Assignment
Take every line from the listing below that contains "warn".

--- Provided data ---

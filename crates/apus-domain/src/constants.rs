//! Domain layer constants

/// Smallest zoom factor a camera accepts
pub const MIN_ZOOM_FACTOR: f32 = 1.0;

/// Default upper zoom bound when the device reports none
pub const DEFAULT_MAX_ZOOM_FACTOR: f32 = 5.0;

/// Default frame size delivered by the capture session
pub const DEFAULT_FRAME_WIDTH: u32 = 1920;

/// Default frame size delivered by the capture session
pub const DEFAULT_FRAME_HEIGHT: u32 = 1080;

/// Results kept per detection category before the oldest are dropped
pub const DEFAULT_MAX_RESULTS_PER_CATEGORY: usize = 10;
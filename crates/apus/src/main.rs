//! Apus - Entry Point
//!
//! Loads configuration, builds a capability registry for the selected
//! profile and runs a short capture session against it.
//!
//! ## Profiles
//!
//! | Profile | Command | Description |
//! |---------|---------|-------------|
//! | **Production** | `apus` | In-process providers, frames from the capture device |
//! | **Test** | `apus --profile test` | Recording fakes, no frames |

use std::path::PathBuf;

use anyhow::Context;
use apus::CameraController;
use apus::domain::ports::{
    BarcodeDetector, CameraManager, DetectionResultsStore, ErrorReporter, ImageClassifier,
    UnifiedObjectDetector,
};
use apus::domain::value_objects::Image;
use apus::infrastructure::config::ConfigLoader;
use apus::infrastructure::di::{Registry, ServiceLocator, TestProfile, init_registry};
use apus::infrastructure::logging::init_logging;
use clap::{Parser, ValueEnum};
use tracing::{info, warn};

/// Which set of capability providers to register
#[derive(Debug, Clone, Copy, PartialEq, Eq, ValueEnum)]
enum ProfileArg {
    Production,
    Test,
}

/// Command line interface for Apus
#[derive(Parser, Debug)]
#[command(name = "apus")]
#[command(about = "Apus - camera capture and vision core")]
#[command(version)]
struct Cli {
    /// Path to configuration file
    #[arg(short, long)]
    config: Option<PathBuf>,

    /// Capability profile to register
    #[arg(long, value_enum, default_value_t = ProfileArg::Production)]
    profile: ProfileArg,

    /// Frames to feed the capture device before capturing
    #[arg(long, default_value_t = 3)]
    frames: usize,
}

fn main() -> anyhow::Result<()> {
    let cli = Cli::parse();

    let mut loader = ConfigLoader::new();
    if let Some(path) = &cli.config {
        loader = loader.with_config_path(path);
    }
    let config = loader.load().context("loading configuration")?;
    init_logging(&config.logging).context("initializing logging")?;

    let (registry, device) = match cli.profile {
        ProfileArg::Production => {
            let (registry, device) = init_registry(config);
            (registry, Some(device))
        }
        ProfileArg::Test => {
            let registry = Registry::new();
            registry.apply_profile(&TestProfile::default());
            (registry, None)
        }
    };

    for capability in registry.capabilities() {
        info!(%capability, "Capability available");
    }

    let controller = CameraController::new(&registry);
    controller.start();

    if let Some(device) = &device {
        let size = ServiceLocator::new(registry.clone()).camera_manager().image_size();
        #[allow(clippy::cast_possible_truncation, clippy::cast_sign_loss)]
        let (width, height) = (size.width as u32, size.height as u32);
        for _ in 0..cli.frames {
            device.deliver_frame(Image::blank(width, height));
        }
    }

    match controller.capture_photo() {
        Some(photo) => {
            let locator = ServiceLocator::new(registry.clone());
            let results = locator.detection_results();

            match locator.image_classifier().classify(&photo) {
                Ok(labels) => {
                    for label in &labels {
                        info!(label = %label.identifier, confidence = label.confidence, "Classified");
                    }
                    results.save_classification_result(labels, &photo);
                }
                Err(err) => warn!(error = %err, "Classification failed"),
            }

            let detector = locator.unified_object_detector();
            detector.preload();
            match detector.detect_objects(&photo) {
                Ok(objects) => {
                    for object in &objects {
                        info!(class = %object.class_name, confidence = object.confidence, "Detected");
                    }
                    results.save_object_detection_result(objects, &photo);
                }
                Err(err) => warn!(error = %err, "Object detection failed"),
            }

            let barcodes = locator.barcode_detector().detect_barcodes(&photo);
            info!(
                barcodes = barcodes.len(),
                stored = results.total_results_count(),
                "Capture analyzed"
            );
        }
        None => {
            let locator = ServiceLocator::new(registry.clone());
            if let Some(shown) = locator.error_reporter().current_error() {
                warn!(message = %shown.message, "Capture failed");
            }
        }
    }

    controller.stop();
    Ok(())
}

---
--- Provided data ---

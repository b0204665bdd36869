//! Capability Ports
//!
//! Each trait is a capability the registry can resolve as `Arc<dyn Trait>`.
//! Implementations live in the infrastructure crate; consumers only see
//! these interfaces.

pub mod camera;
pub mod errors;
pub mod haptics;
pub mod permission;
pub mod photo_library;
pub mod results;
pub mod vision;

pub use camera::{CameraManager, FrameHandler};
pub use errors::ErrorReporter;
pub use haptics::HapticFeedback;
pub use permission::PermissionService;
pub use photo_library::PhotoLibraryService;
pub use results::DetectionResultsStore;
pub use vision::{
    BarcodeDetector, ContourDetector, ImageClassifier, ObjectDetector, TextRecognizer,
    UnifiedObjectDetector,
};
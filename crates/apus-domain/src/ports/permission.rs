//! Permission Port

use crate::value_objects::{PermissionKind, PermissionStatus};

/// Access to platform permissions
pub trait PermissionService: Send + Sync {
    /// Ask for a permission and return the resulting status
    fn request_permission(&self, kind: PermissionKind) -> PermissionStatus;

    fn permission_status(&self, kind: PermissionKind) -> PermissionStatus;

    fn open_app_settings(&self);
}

---

Answer box
use tracing::{info, warn};
                Err(err) => warn!(error = %err, "Classification failed"),
                Err(err) => warn!(error = %err, "Object detection failed"),
                warn!(message = %shown.message, "Capture failed");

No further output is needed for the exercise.